*Assigned task*: Look through the lines below, find those with the word "targets", and copy them.

Given information Block Start

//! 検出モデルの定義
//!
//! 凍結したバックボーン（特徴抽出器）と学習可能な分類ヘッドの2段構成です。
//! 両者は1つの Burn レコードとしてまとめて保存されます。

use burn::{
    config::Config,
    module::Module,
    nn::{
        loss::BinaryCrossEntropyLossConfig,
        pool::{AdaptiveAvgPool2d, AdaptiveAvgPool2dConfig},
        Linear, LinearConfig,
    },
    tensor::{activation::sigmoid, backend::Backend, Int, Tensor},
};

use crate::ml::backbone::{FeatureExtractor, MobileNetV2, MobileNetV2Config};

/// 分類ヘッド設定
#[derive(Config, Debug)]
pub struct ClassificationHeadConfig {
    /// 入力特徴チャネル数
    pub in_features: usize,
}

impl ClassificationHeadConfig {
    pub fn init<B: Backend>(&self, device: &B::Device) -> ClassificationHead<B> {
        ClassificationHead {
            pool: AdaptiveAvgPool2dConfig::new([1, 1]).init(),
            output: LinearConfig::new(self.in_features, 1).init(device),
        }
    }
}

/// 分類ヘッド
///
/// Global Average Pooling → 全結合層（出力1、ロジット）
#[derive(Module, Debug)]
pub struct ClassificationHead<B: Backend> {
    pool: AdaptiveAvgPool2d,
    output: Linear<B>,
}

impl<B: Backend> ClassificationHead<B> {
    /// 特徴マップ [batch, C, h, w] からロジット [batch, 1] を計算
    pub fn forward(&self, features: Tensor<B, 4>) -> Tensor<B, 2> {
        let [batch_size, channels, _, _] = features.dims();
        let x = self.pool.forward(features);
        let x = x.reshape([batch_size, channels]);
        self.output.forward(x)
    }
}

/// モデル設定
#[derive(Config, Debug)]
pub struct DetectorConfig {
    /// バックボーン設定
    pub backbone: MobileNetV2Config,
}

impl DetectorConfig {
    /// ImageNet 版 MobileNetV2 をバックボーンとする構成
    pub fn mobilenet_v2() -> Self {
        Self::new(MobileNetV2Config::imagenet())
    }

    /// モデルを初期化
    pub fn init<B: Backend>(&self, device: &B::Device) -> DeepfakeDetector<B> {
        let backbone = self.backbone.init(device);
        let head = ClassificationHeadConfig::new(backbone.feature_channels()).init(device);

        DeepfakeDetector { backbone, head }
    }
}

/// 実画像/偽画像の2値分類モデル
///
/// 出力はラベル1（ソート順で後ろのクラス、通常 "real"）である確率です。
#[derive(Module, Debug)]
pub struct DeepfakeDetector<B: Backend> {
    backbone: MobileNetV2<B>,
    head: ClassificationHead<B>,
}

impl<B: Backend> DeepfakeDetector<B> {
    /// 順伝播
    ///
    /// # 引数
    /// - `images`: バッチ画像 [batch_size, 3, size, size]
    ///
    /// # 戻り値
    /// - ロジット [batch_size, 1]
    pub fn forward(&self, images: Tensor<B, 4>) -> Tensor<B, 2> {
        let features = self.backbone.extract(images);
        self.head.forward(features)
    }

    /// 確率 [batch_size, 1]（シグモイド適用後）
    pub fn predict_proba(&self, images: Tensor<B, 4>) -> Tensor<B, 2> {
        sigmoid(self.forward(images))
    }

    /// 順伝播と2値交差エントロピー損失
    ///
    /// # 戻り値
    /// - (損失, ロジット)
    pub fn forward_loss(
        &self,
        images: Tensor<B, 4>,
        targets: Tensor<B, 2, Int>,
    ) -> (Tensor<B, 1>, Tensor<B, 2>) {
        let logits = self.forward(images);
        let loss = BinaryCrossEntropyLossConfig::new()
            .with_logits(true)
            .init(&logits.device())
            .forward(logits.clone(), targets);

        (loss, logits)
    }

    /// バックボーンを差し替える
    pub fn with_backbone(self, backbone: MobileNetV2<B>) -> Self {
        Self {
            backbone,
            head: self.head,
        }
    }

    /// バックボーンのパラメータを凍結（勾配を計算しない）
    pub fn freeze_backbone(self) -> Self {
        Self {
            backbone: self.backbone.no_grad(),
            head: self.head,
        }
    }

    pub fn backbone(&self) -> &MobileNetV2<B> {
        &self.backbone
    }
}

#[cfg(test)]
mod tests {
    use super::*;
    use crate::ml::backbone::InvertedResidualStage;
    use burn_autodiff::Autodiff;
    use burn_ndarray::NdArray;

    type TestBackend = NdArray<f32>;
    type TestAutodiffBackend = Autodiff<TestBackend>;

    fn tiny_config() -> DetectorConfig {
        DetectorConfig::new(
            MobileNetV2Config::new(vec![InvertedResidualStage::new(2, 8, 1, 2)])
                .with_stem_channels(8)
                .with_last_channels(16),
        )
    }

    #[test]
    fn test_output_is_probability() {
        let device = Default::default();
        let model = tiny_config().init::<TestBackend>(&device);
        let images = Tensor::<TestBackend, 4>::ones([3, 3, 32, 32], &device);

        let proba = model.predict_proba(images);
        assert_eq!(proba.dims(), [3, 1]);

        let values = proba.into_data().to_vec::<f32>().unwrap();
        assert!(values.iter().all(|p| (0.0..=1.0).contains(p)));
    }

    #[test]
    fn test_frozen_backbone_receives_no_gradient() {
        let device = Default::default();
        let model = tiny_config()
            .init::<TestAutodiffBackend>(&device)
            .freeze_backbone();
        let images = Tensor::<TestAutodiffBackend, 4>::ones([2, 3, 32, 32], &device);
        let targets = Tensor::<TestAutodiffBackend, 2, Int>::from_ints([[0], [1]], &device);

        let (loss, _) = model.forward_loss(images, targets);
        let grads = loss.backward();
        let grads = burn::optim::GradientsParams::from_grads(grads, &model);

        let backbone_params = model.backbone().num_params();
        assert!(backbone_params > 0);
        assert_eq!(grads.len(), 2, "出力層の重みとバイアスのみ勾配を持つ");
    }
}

Given information Block End

*Exercise output*:
        targets: Tensor<B, 2, Int>,
            .forward(logits.clone(), targets);
        let targets = Tensor::<TestAutodiffBackend, 2, Int>::from_ints([[0], [1]], &device);
        let (loss, _) = model.forward_loss(images, targets);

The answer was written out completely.